At the 125th Street Starbucks, Simon quickly noticed a couple of irregularities, such as the hoop earrings belonging to one barista (“She shouldn’t be allowed to wear those”) and the lack of any ambient music or CDs for purchase. (Simon has obtained a copy of the employees’ manual, and is contemplating applying for a summer job.) The store was busy and cramped—too cramped, he thought—and lacked the usual niceties like upholstered furniture. The dinginess struck him as more than coincidence. “It’s a classic American story,” he said. “African-Americans get less of everything.”
Simon and a guest each ordered regular coffees, size Grande.
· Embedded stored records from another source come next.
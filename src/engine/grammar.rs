//! Rule registry compilation.
//!
//! Rules refer to each other by name, and the references are cyclic in
//! places (`quantity` → `amount_with_multiplier` → `parenthesized_quantity` →
//! `amount_with_attached_units` → `unit`). Compilation therefore runs in two
//! phases:
//!
//! 1. **Register**: every rule name gets a `RuleId` (its index).
//! 2. **Resolve**: every `RuleRef(name)` in every body is replaced by the
//!    referenced `RuleId`.
//!
//! The result is an arena of rules addressed by index, immutable after
//! construction and safe to share between threads.
//!
//! ## Invariants
//!
//! - `RuleId` is an index into `Grammar::rules`.
//! - Every `RuleRef` in a compiled body names an existing rule; a dangling
//!   name aborts compilation, so no partial grammar is ever returned.

use std::collections::HashMap;

use crate::{Action, Expr, GrammarError, Rule, RuleId, rules};

/// A rule after name resolution.
#[derive(Debug)]
pub(crate) struct CompiledRule {
    pub name: &'static str,
    pub body: Expr<RuleId>,
    pub action: Action,
}

/// Compiled ingredient-line grammar.
///
/// Build one with [`compile_grammar`]; the crate-level `parse` functions use a
/// cached instance.
#[derive(Debug)]
pub struct Grammar {
    rules: Vec<CompiledRule>,
    by_name: HashMap<&'static str, RuleId>,
    start: RuleId,
}

impl Grammar {
    /// Compile `rules`, starting parses from the rule named `start`.
    pub(crate) fn compile(rules: Vec<Rule>, start: &'static str) -> Result<Self, GrammarError> {
        let mut by_name: HashMap<&'static str, RuleId> = HashMap::with_capacity(rules.len());
        for (id, rule) in rules.iter().enumerate() {
            if by_name.insert(rule.name, id).is_some() {
                return Err(GrammarError::DuplicateRule(rule.name));
            }
        }

        let compiled = rules
            .into_iter()
            .map(|rule| {
                let body = resolve(&rule.body, rule.name, &by_name)?;
                Ok(CompiledRule { name: rule.name, body, action: rule.action })
            })
            .collect::<Result<Vec<_>, GrammarError>>()?;

        let start = *by_name.get(start).ok_or(GrammarError::MissingStartRule(start))?;

        Ok(Grammar { rules: compiled, by_name, start })
    }

    pub(crate) fn rule(&self, id: RuleId) -> &CompiledRule {
        &self.rules[id]
    }

    pub(crate) fn start(&self) -> RuleId {
        self.start
    }

    /// Number of named rules.
    pub fn rule_count(&self) -> usize {
        self.rules.len()
    }

    /// Whether a rule called `name` exists.
    pub fn has_rule(&self, name: &str) -> bool {
        self.by_name.contains_key(name)
    }

    /// Rule names in declaration order.
    pub fn rule_names(&self) -> impl Iterator<Item = &'static str> + '_ {
        self.rules.iter().map(|r| r.name)
    }
}

fn resolve(
    expr: &Expr,
    owner: &'static str,
    by_name: &HashMap<&'static str, RuleId>,
) -> Result<Expr<RuleId>, GrammarError> {
    let resolve_all = |items: &[Expr]| -> Result<Vec<Expr<RuleId>>, GrammarError> {
        items.iter().map(|item| resolve(item, owner, by_name)).collect()
    };

    Ok(match expr {
        Expr::Literal(text) => Expr::Literal(*text),
        Expr::CharClass(pred) => Expr::CharClass(*pred),
        Expr::Pattern(re) => Expr::Pattern(*re),
        Expr::Sequence(items) => Expr::Sequence(resolve_all(items)?),
        Expr::OrderedChoice(alts) => Expr::OrderedChoice(resolve_all(alts)?),
        Expr::ZeroOrMore(inner) => Expr::ZeroOrMore(Box::new(resolve(inner, owner, by_name)?)),
        Expr::Optional(inner) => Expr::Optional(Box::new(resolve(inner, owner, by_name)?)),
        Expr::NegativeLookahead(inner) => Expr::NegativeLookahead(Box::new(resolve(inner, owner, by_name)?)),
        Expr::RuleRef(name) => {
            let id = by_name.get(name).ok_or(GrammarError::UndefinedRule { rule: owner, reference: *name })?;
            Expr::RuleRef(*id)
        }
    })
}

/// Compile the built-in ingredient-line grammar.
///
/// Every call builds a fresh, behaviorally identical instance; callers that
/// parse repeatedly should keep one around (the crate-level `parse` functions
/// already do).
pub fn compile_grammar() -> Result<Grammar, GrammarError> {
    Grammar::compile(rules::get(), rules::START_RULE)
}

#[cfg(test)]
mod tests {
    use super::*;

    #[test]
    fn builtin_grammar_compiles() {
        let grammar = compile_grammar().unwrap();
        assert!(grammar.has_rule("ingredient_addition"));
        assert!(grammar.has_rule("fluid_ounce"));
        assert_eq!(grammar.rule(grammar.start()).name, "ingredient_addition");
        assert_eq!(grammar.rule_names().count(), grammar.rule_count());
    }

    #[test]
    fn mutual_recursion_resolves_by_index() {
        let rules = vec![
            rule! { name: "list", body: seq![lit!("("), many!(call!("item")), lit!(")")] },
            rule! { name: "item", body: choice![call!("list"), lit!("x")] },
        ];
        let grammar = Grammar::compile(rules, "list").unwrap();
        match &grammar.rule(1).body {
            Expr::OrderedChoice(alts) => assert!(matches!(alts[0], Expr::RuleRef(0))),
            other => panic!("unexpected body {other:?}"),
        }
    }

    #[test]
    fn undefined_reference_aborts_compilation() {
        let rules = vec![rule! { name: "top", body: seq![call!("missing"), lit!("x")] }];
        let err = Grammar::compile(rules, "top").unwrap_err();
        assert_eq!(err, GrammarError::UndefinedRule { rule: "top", reference: "missing" });
    }

    #[test]
    fn duplicate_names_are_rejected() {
        let rules = vec![rule! { name: "a", body: lit!("x") }, rule! { name: "a", body: lit!("y") }];
        assert_eq!(Grammar::compile(rules, "a").unwrap_err(), GrammarError::DuplicateRule("a"));
    }

    #[test]
    fn missing_start_rule_is_rejected() {
        let rules = vec![rule! { name: "a", body: lit!("x") }];
        assert_eq!(Grammar::compile(rules, "b").unwrap_err(), GrammarError::MissingStartRule("b"));
    }
}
All the tables were occupied, so they waited by the milk dispensers until a man in overalls sitting near the window got up and, in apparent violation of Starbucksian etiquette, approached. “There’s a chair right here, and a chair right there,” the man said, pointing at a couple of empty seats about ten feet apart. “Come on, it’s a community thing.”
Maybe it was a corner bar, after all. Simon took a seat by an elderly woman and a younger one. “I don’t actually know very much about coffee,” he confessed, glancing at the menu of specialty drinks on the wall. “I’ve ordered a mocha Frappuccino before, and hot chocolate. But most of this stuff just sounds gross.”
As he sat, and only occasionally sipped, Simon flipped through a composition book, where he records his Starbucks data. Unlike the man in overalls, Simon prefers not to approach strangers while in Starbucks (“It’s a biased sample”), so, to pass the time, he often counts customers. On one page, from a stop in Singapore, he’d noted forty-eight people between 2:22 p.m. and 3:40 p.m.; all but six stayed and sat. In downtown Philly, by contrast, he saw forty-four in a twenty-oneminute span, thirty-three of whom ordered their drinks to go.
Simon has a number of Starbucks informants, such as his best friend’s niece, a twelve-year-old in Brooklyn Heights. “She calls it Flirtbucks,” he said. “She doesn’t drink coffee—she’s afraid it’ll stunt her growth—but boys try to impress her by drinking coffee drinks.” In Brooklyn Heights, apparently, it is cool to go to Starbucks if you are eleven or twelve, but not once you turn fourteen. “Whereas along the Main Line near Philadelphia, it remains hip until about age twenty,” Simon said.
Back at the Harlem branch, a man gestured toward a plastic bag full of electronics on the floor. “Can I interest you in some headphones?” he asked. Simon declined, and pulled out his computer. He demonstrated that access to Starbucks.com is free, whereas IHateStarbucks.com, say, and StarbucksGossip.com require a T-Mobile account. Aficionados of the latter Web site may be aware of the existence of Winter, another man with a special interest in Starbucks. Winter aims to visit every Starbucks in the world, a feat that does not interest Simon. (Winter’s record of twenty-nine Starbucks visited in one day surpasses Simon’s sixteen.) “They open, like, three to four stores a day,” he said. “To me it just seems like, what’s the guy—is it Sisyphus?—who’s pushing the rock up the hill?”
Simon has a twenty-minute rule of thumb: if you stay at Starbucks twenty minutes or less, you’re drinking; more than twenty minutes, you’re working. After an hour or so, he excused himself to visit the restroom, which he later deemed unimpressive. (“The mirror cost, like, $2.99.”) His cup remained about half full.